WORK ITEM: Wherever the string "anyhow" appears in the records, return the line that holds it.

DATA SUPPLIED:
-*-

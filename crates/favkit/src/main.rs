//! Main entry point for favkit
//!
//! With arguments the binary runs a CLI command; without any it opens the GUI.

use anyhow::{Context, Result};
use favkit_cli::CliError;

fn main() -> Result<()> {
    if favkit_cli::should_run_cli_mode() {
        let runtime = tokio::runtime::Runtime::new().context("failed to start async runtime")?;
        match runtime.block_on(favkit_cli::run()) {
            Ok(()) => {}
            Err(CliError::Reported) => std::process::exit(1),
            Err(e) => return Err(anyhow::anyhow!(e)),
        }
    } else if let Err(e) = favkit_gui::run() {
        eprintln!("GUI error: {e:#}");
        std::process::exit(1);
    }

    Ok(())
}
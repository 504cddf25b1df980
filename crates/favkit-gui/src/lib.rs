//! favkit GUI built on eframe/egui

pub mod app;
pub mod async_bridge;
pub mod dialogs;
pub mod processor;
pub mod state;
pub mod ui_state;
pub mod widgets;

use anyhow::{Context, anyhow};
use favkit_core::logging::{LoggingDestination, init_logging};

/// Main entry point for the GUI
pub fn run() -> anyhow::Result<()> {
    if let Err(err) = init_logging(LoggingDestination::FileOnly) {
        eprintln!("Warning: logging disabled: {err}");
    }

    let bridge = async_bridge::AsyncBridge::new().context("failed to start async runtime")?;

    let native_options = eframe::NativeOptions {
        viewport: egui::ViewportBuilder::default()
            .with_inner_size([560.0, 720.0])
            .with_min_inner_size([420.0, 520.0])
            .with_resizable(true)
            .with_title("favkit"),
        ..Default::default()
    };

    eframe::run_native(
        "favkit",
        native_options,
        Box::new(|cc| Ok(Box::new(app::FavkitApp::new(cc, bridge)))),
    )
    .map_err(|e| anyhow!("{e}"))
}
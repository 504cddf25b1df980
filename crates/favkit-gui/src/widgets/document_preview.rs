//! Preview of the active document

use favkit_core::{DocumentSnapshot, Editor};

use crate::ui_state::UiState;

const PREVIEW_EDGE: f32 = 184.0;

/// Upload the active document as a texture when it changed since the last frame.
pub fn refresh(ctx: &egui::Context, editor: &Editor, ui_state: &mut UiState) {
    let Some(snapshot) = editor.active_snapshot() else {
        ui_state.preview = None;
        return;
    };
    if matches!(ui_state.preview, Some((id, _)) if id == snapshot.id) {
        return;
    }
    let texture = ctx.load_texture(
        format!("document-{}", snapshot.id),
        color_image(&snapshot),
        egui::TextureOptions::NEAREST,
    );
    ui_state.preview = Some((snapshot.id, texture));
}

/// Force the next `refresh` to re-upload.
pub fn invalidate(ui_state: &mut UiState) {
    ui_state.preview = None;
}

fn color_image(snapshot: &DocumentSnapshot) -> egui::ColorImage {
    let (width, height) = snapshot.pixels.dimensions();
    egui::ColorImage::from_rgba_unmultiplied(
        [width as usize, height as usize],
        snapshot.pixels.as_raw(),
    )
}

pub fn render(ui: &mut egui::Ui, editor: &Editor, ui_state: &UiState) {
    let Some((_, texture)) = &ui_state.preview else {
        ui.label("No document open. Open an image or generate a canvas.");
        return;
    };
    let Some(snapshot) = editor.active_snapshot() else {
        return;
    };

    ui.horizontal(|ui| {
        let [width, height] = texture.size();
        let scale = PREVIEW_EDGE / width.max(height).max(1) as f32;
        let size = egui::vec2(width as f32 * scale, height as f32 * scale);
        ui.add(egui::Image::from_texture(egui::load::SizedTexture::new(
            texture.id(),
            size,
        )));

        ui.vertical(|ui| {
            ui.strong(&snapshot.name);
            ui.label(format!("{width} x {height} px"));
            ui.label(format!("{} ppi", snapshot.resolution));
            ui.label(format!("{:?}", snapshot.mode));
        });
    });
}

-*-

TASK ANSWER:
use anyhow::{Context, Result};
            Err(e) => return Err(anyhow::anyhow!(e)),
use anyhow::{Context, anyhow};
pub fn run() -> anyhow::Result<()> {
    .map_err(|e| anyhow!("{e}"))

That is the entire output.